*EXERCISE PROMPT*: Begin with the first line of the entries below and reproduce each line exactly, ending with the line that holds "key), not in".

*DATASET EXTRACT*:
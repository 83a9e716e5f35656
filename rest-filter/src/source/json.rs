//! Reading filter sources from JSON request bodies.
//!
//! The body is a flat object using the same keys as the query string:
//!
//! ```json
//! {"id:gt": 2, "tag": ["rust", "sql"], "price:range": [[0, 10], [20, 30]]}
//! ```
//!
//! Keys come out in the JSON library's object order (sorted by key), not in
//! the order the client sent them.

use super::{FilterSource, SourceError};
use crate::Value;
use crate::constants::{MAX_ARRAY_DEPTH, max_filter_keys};
use miniserde::json::{self, Number, Value as JsonValue};

impl FilterSource {
    /// Parse a JSON object string, reading at most [`max_filter_keys`] keys.
    ///
    /// # Errors
    ///
    /// Returns [`SourceError::InvalidJson`] for malformed JSON,
    /// [`SourceError::ExpectedObject`] for non-objects,
    /// [`SourceError::UnsupportedValue`] for booleans or nested objects and
    /// [`SourceError::TooManyKeys`] past the key limit.
    ///
    /// ```
    /// use rest_filter::{FilterSource, Value};
    ///
    /// let source = FilterSource::from_json(r#"{"id": 2, "deleted_at:null": null}"#).unwrap();
    /// assert_eq!(source.get("id"), Some(&Value::Int(2)));
    /// assert_eq!(source.get("deleted_at:null"), Some(&Value::from("")));
    /// ```
    pub fn from_json(json_str: &str) -> Result<Self, SourceError> {
        Self::from_json_with_limit(json_str, max_filter_keys())
    }

    /// [`from_json`](Self::from_json) with an explicit key limit.
    ///
    /// # Errors
    ///
    /// See [`from_json`](Self::from_json).
    pub fn from_json_with_limit(json_str: &str, max: usize) -> Result<Self, SourceError> {
        let json: JsonValue = json::from_str(json_str).map_err(|_| SourceError::InvalidJson)?;
        Self::read_json(&json, max)
    }

    /// Parse JSON bytes, such as a raw request body.
    ///
    /// # Errors
    ///
    /// Same as [`from_json`](Self::from_json); invalid UTF-8 is `InvalidJson`.
    pub fn from_json_bytes(bytes: &[u8]) -> Result<Self, SourceError> {
        let s = std::str::from_utf8(bytes).map_err(|_| SourceError::InvalidJson)?;
        Self::from_json(s)
    }

    /// Build a source from an already parsed `miniserde` value.
    ///
    /// # Errors
    ///
    /// See [`from_json`](Self::from_json).
    pub fn from_json_value(json: &JsonValue) -> Result<Self, SourceError> {
        Self::read_json(json, max_filter_keys())
    }

    /// Object keys are unique, so the limit is checked once before any value
    /// is converted.
    fn read_json(json: &JsonValue, max: usize) -> Result<Self, SourceError> {
        let JsonValue::Object(obj) = json else {
            return Err(SourceError::ExpectedObject);
        };
        if obj.len() > max {
            return Err(SourceError::TooManyKeys { max });
        }

        let mut source = Self::new();
        for (key, value) in obj.iter() {
            let value = value_from_json(value, 0).map_err(|kind| match kind {
                Rejected::Unsupported => SourceError::UnsupportedValue { key: key.clone() },
                Rejected::TooDeep => SourceError::TooDeep { key: key.clone() },
            })?;
            source.insert(key.clone(), value);
        }
        Ok(source)
    }
}

enum Rejected {
    Unsupported,
    TooDeep,
}

fn value_from_json(json: &JsonValue, depth: usize) -> Result<Value, Rejected> {
    match json {
        JsonValue::Null => Ok(Value::String(String::new())),
        JsonValue::String(s) => Ok(Value::String(s.clone())),
        JsonValue::Number(Number::I64(i)) => Ok(Value::Int(*i)),
        JsonValue::Number(Number::U64(u)) => {
            Ok(i64::try_from(*u).map_or(Value::Float(*u as f64), Value::Int))
        },
        JsonValue::Number(Number::F64(x)) => Ok(Value::Float(*x)),
        JsonValue::Array(items) => {
            if depth >= MAX_ARRAY_DEPTH {
                return Err(Rejected::TooDeep);
            }
            items
                .iter()
                .map(|item| value_from_json(item, depth + 1))
                .collect::<Result<Vec<_>, _>>()
                .map(Value::Array)
        },
        JsonValue::Bool(_) | JsonValue::Object(_) => Err(Rejected::Unsupported),
    }
}

#[cfg(test)]
mod tests {
    use super::*;

    #[test]
    fn test_scalars() {
        let source = FilterSource::from_json(r#"{"a": "x", "b": 2, "c": 2.5, "d": null}"#).unwrap();
        assert_eq!(source.get("a"), Some(&Value::from("x")));
        assert_eq!(source.get("b"), Some(&Value::Int(2)));
        assert_eq!(source.get("c"), Some(&Value::Float(2.5)));
        assert_eq!(source.get("d"), Some(&Value::from("")));
    }

    #[test]
    fn test_large_unsigned_becomes_float() {
        let source = FilterSource::from_json(r#"{"a": 18446744073709551615}"#).unwrap();
        assert!(matches!(source.get("a"), Some(Value::Float(_))));
    }

    #[test]
    fn test_arrays_and_range_pairs() {
        let source =
            FilterSource::from_json(r#"{"id": [1, 2], "f:range": [[0, 10], [20, 30]]}"#).unwrap();
        assert_eq!(
            source.get("id"),
            Some(&Value::from(vec![Value::Int(1), Value::Int(2)]))
        );
        assert_eq!(
            source.get("f:range"),
            Some(&Value::from(vec![
                Value::from(vec![Value::Int(0), Value::Int(10)]),
                Value::from(vec![Value::Int(20), Value::Int(30)]),
            ]))
        );
    }

    #[test]
    fn test_keys_in_object_order() {
        let source = FilterSource::from_json(r#"{"b": 1, "a": 2}"#).unwrap();
        let keys: Vec<&str> = source.iter().map(|(k, _)| k).collect();
        assert_eq!(keys, ["a", "b"]);
    }

    #[test]
    fn test_empty_object() {
        assert!(FilterSource::from_json("{}").unwrap().is_empty());
    }

    #[test]
    fn test_invalid_json() {
        assert_eq!(
            FilterSource::from_json("{not json"),
            Err(SourceError::InvalidJson)
        );
        assert_eq!(
            FilterSource::from_json_bytes(&[0xff, 0xfe]),
            Err(SourceError::InvalidJson)
        );
    }

    #[test]
    fn test_expected_object() {
        assert_eq!(
            FilterSource::from_json("[1, 2]"),
            Err(SourceError::ExpectedObject)
        );
        assert_eq!(
            FilterSource::from_json(r#""id""#),
            Err(SourceError::ExpectedObject)
        );
    }

    #[test]
    fn test_unsupported_values() {
        assert_eq!(
            FilterSource::from_json(r#"{"active": true}"#),
            Err(SourceError::UnsupportedValue {
                key: "active".into()
            })
        );
        assert_eq!(
            FilterSource::from_json(r#"{"id": {"$eq": 1}}"#),
            Err(SourceError::UnsupportedValue { key: "id".into() })
        );
        assert_eq!(
            FilterSource::from_json(r#"{"id": [1, false]}"#),
            Err(SourceError::UnsupportedValue { key: "id".into() })
        );
    }

    #[test]
    fn test_too_deep() {
        assert_eq!(
            FilterSource::from_json(r#"{"a": [[[[[1]]]]]}"#),
            Err(SourceError::TooDeep { key: "a".into() })
        );
        assert!(FilterSource::from_json(r#"{"a": [[[[1]]]]}"#).is_ok());
    }

    #[test]
    fn test_bytes() {
        let source = FilterSource::from_json_bytes(br#"{"title:like": "big"}"#).unwrap();
        assert_eq!(source.get("title:like"), Some(&Value::from("big")));
    }

    #[test]
    fn test_client_order_is_not_kept() {
        let source = FilterSource::from_json(r#"{"title:like": "big", "id:gt": 2}"#).unwrap();
        let keys: Vec<&str> = source.iter().map(|(k, _)| k).collect();
        assert_eq!(keys, ["id:gt", "title:like"]);
    }

    #[test]
    fn test_key_limit_rejects_before_converting() {
        // "zz" holds a boolean; the limit fires before any value is looked at
        let body = r#"{"a": 1, "b": 2, "zz": true}"#;
        assert_eq!(
            FilterSource::from_json_with_limit(body, 2),
            Err(SourceError::TooManyKeys { max: 2 })
        );
        assert_eq!(
            FilterSource::from_json_with_limit(body, 3),
            Err(SourceError::UnsupportedValue { key: "zz".into() })
        );
    }

    #[test]
    fn test_default_key_limit() {
        let max = max_filter_keys();
        let fields: Vec<String> = (0..=max).map(|i| format!("\"k{i}\": 1")).collect();
        let body = format!("{{{}}}", fields.join(", "));
        assert_eq!(
            FilterSource::from_json(&body),
            Err(SourceError::TooManyKeys { max })
        );
    }
}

*SOLVED EXERCISE*:
repository 83a9e716e5f35656
filename rest-filter/src/source/json.rs
//! Reading filter sources from JSON request bodies.
//!
//! The body is a flat object using the same keys as the query string:
//!
//! ```json
//! {"id:gt": 2, "tag": ["rust", "sql"], "price:range": [[0, 10], [20, 30]]}
//! ```
//!
//! Keys come out in the JSON library's object order (sorted by key), not in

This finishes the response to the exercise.